Nearly 400 families live in the slums of New Arif Nagar and Blue Moon colony. The majority of the population are daily wagers. Most of them are rag pickers, carpenters, mechanics, house maids, and daily wagers. Almost all of them are unemployed due to the lockdown, yet they have been feeding the unfed migrant workers.

“Our home is close to Nishatpura, which is the outer station halt for these trains. These workers did not have any food or water and they used to request us to give them anything we had. After witnessing their plight, we all decided that we should help because we still are at home, but their situation is worse,” said 25-year-old Salman Khan, who runs a shop in the area.
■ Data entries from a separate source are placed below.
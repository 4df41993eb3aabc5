// src/cli.rs

//! CLI argument parsing using `clap`.

use std::path::PathBuf;

use clap::{Parser, Subcommand, ValueEnum};

/// Command-line arguments for `evalrun`.
#[derive(Debug, Clone, Parser)]
#[command(
    name = "evalrun",
    version,
    about = "Launch one property-evaluation run of an external engine and harvest its report.",
    long_about = None
)]
pub struct CliArgs {
    /// Path to the launcher settings file (TOML).
    ///
    /// Default: `Evalrun.toml` in the current working directory.
    #[arg(long, value_name = "PATH", default_value = "Evalrun.toml", global = true)]
    pub config: String,

    /// Logging level (error, warn, info, debug, trace).
    ///
    /// If omitted, `EVALRUN_LOG` or a default level will be used.
    #[arg(long, value_enum, value_name = "LEVEL", global = true)]
    pub log_level: Option<LogLevel>,

    #[command(subcommand)]
    pub command: Command,
}

#[derive(Debug, Clone, Subcommand)]
pub enum Command {
    /// Provision a run, invoke the engine and print the display document.
    Run {
        /// Run identifier. A random fallback id is generated when omitted.
        #[arg(long, value_name = "ID")]
        run_id: Option<String>,

        /// Free-text query for the engine. Overrides the query env var.
        #[arg(long, value_name = "TEXT")]
        query: Option<String>,

        /// Files to stage into the run's input directory.
        #[arg(long = "input", value_name = "FILE")]
        inputs: Vec<PathBuf>,

        /// Print resolved settings and layout, but don't touch anything.
        #[arg(long)]
        dry_run: bool,
    },

    /// List previous runs, most recent first.
    History,

    /// List the files a run left in its workspace directory.
    Files {
        #[arg(long, value_name = "ID")]
        run_id: String,
    },

    /// Print a file produced by a run.
    Show {
        #[arg(value_name = "PATH")]
        path: PathBuf,
    },
}

/// Log level as exposed on the CLI.
#[derive(Debug, Copy, Clone, ValueEnum)]
pub enum LogLevel {
    Error,
    Warn,
    Info,
    Debug,
    Trace,
}

/// Convenience wrapper around `CliArgs::parse()`.
pub fn parse() -> CliArgs {
    CliArgs::parse()
}
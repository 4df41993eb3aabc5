// src/config/validate.rs

use std::path::Path;

use crate::config::model::{LauncherConfig, RawLauncherConfig};
use crate::errors::{EvalrunError, Result};

impl TryFrom<RawLauncherConfig> for LauncherConfig {
    type Error = crate::errors::EvalrunError;

    fn try_from(raw: RawLauncherConfig) -> std::result::Result<Self, Self::Error> {
        validate_raw_config(&raw)?;
        Ok(LauncherConfig::new_unchecked(raw.paths, raw.engine, raw.display))
    }
}

fn validate_raw_config(cfg: &RawLauncherConfig) -> Result<()> {
    validate_paths(cfg)?;
    validate_engine(cfg)?;
    validate_display(cfg)?;
    Ok(())
}

fn ensure_path(field: &str, path: &Path) -> Result<()> {
    if path.as_os_str().is_empty() {
        return Err(EvalrunError::ConfigError(format!(
            "{field} must not be empty"
        )));
    }
    Ok(())
}

fn validate_paths(cfg: &RawLauncherConfig) -> Result<()> {
    ensure_path("[paths].database_dir", &cfg.paths.database_dir)?;
    ensure_path("[paths].config_template", &cfg.paths.config_template)?;
    if let Some(template) = &cfg.paths.content_template {
        ensure_path("[paths].content_template", template)?;
    }

    let name = cfg.paths.materialized_name.trim();
    if name.is_empty() || name.contains('/') || name.contains('\\') {
        return Err(EvalrunError::ConfigError(format!(
            "[paths].materialized_name must be a plain file name (got {:?})",
            cfg.paths.materialized_name
        )));
    }
    Ok(())
}

fn ensure_env_name(field: &str, name: &str) -> Result<()> {
    if name.trim().is_empty() || name.contains('=') || name.contains('\0') {
        return Err(EvalrunError::ConfigError(format!(
            "{field} is not a usable environment variable name: {name:?}"
        )));
    }
    Ok(())
}

fn validate_engine(cfg: &RawLauncherConfig) -> Result<()> {
    ensure_path("[engine].executable", &cfg.engine.executable)?;
    ensure_path("[engine].script", &cfg.engine.script)?;
    ensure_env_name("[engine].config_env", &cfg.engine.config_env)?;
    ensure_env_name("[engine].query_env", &cfg.engine.query_env)?;

    if cfg.engine.grace_period_ms == 0 {
        return Err(EvalrunError::ConfigError(
            "[engine].grace_period_ms must be >= 1 (got 0)".to_string(),
        ));
    }
    Ok(())
}

fn validate_display(cfg: &RawLauncherConfig) -> Result<()> {
    if cfg.display.priority.iter().any(|p| p.trim().is_empty()) {
        return Err(EvalrunError::ConfigError(
            "[display].priority entries must not be blank".to_string(),
        ));
    }
    Ok(())
}
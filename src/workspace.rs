// src/workspace.rs

//! Per-run directory layout.
//!
//! Every run owns `<database_dir>/<run_id>/` with three children:
//!
//! ```text
//! <run_id>/
//!   input/          staged inputs and the content template
//!   workspace_dir/  where the engine deposits its results
//!   configs/        the materialized engine configuration
//! ```

use std::path::{Path, PathBuf};

use anyhow::anyhow;
use tracing::{info, warn};

use crate::errors::Result;
use crate::fs::FileSystem;

pub const INPUT_DIR: &str = "input";
pub const WORKSPACE_DIR: &str = "workspace_dir";
pub const CONFIGS_DIR: &str = "configs";

/// Identifies one workflow execution and the directories it owns.
#[derive(Debug, Clone, PartialEq, Eq)]
pub struct RunContext {
    pub run_id: String,
    pub base_dir: PathBuf,
    pub input_dir: PathBuf,
    pub workspace_dir: PathBuf,
    pub configs_dir: PathBuf,
    /// The id was generated because the caller supplied none.
    pub fallback_id: bool,
}

impl RunContext {
    /// Derive the layout for `run_id` under `root` without touching disk.
    pub fn layout(root: &Path, run_id: &str, fallback_id: bool) -> Self {
        let base_dir = root.join(run_id);
        Self {
            run_id: run_id.to_string(),
            input_dir: base_dir.join(INPUT_DIR),
            workspace_dir: base_dir.join(WORKSPACE_DIR),
            configs_dir: base_dir.join(CONFIGS_DIR),
            base_dir,
            fallback_id,
        }
    }
}

/// Create (or reuse) the directory tree for a run.
///
/// A missing or blank `run_id` is replaced by a random 12-digit hex token.
/// The id is not sanitized; callers are trusted to pass filesystem-safe
/// tokens. Filesystem errors propagate unchanged.
pub fn provision(
    fs: &dyn FileSystem,
    database_dir: &Path,
    run_id: Option<&str>,
) -> Result<RunContext> {
    let ctx = resolve_layout(database_dir, run_id)?;
    create_layout(fs, &ctx)?;
    Ok(ctx)
}

/// Create the directories of an already resolved layout. Idempotent.
pub fn create_layout(fs: &dyn FileSystem, ctx: &RunContext) -> Result<()> {
    for dir in [&ctx.input_dir, &ctx.workspace_dir, &ctx.configs_dir] {
        fs.create_dir_all(dir)?;
    }

    info!(
        run_id = %ctx.run_id,
        base_dir = ?ctx.base_dir,
        fallback_id = ctx.fallback_id,
        "run directories ready"
    );
    Ok(())
}

/// Copy caller-supplied files into the run's input directory, by file name.
pub fn stage_inputs(fs: &dyn FileSystem, ctx: &RunContext, inputs: &[PathBuf]) -> Result<Vec<PathBuf>> {
    let mut staged = Vec::with_capacity(inputs.len());
    for input in inputs {
        let name = input
            .file_name()
            .ok_or_else(|| anyhow!("input path {:?} has no file name", input))?;
        let dest = ctx.input_dir.join(name);
        fs.copy(input, &dest)?;
        info!(from = ?input, to = ?dest, "staged input file");
        staged.push(dest);
    }
    Ok(staged)
}

/// Resolve the absolute layout a run would use, generating a fallback id if
/// needed. Nothing is created.
pub fn resolve_layout(database_dir: &Path, run_id: Option<&str>) -> Result<RunContext> {
    let root = std::path::absolute(database_dir)?;

    match run_id.filter(|id| !id.trim().is_empty()) {
        Some(id) => Ok(RunContext::layout(&root, id, false)),
        None => {
            let id = generate_fallback_run_id()?;
            warn!(run_id = %id, "no run id supplied; using generated fallback id");
            Ok(RunContext::layout(&root, &id, true))
        }
    }
}

/// Twelve lowercase hex digits from the OS RNG.
pub fn generate_fallback_run_id() -> Result<String> {
    let mut bytes = [0_u8; 6];
    getrandom::getrandom(&mut bytes)
        .map_err(|err| anyhow!("failed to generate fallback run id randomness: {err}"))?;
    Ok(bytes.iter().map(|b| format!("{b:02x}")).collect())
}

#[cfg(test)]
mod tests {
    use super::*;
    use crate::fs::mock::MockFileSystem;

    #[test]
    fn provision_is_idempotent() {
        let fs = MockFileSystem::new();
        let first = provision(&fs, Path::new("/db"), Some("r1")).unwrap();
        let second = provision(&fs, Path::new("/db"), Some("r1")).unwrap();

        assert_eq!(first, second);
        assert_eq!(first.workspace_dir, PathBuf::from("/db/r1/workspace_dir"));
        assert!(fs.is_dir(&first.input_dir));
        assert!(fs.is_dir(&first.configs_dir));
    }

    #[test]
    fn blank_run_id_gets_fallback() {
        let fs = MockFileSystem::new();
        for id in [None, Some(""), Some("   ")] {
            let ctx = provision(&fs, Path::new("/db"), id).unwrap();
            assert!(ctx.fallback_id);
            assert_eq!(ctx.run_id.len(), 12);
            assert!(ctx.run_id.chars().all(|c| c.is_ascii_hexdigit()));
            assert!(fs.is_dir(&ctx.workspace_dir));
        }
    }

    #[test]
    fn padded_run_id_is_kept_verbatim() {
        let fs = MockFileSystem::new();
        let ctx = provision(&fs, Path::new("/db"), Some(" r1 ")).unwrap();

        assert!(!ctx.fallback_id);
        assert_eq!(ctx.run_id, " r1 ");
        assert_eq!(ctx.base_dir, PathBuf::from("/db/ r1 "));
        assert!(fs.is_dir(&ctx.workspace_dir));
    }

    #[test]
    fn inputs_are_staged_by_file_name() {
        let fs = MockFileSystem::new();
        fs.add_file("/uploads/deal/rent_roll.csv", "unit,rent");
        let ctx = provision(&fs, Path::new("/db"), Some("r1")).unwrap();

        let staged = stage_inputs(&fs, &ctx, &[PathBuf::from("/uploads/deal/rent_roll.csv")]).unwrap();
        assert_eq!(staged, vec![PathBuf::from("/db/r1/input/rent_roll.csv")]);
        assert_eq!(fs.read_to_string(&staged[0]).unwrap(), "unit,rent");

        assert!(stage_inputs(&fs, &ctx, &[PathBuf::from("/uploads/missing.pdf")]).is_err());
    }

    #[test]
    fn all_directories_share_the_run_segment() {
        let ctx = RunContext::layout(Path::new("/db"), "abc", false);
        for dir in [&ctx.input_dir, &ctx.workspace_dir, &ctx.configs_dir] {
            assert_eq!(dir.parent(), Some(ctx.base_dir.as_path()));
        }
    }
}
Salman and his brother Sultan Khan have been distributing food in the Blue Moon colony since the lockdown was imposed. Sultan owns a shop in the area around the junkyard in Model Town. “We have been distributing nearly 300 food packets in the colony everyday. But, when we saw the plight of migrant passengers, we started distributing food in Shramik trains as well,” he added.

The slum dwellers claimed that they had received 5 kgs of flour and rice from government authorities two months ago, and that there had been no help since. However, they still the make sure that those on the trains do not leave on an empty stomach.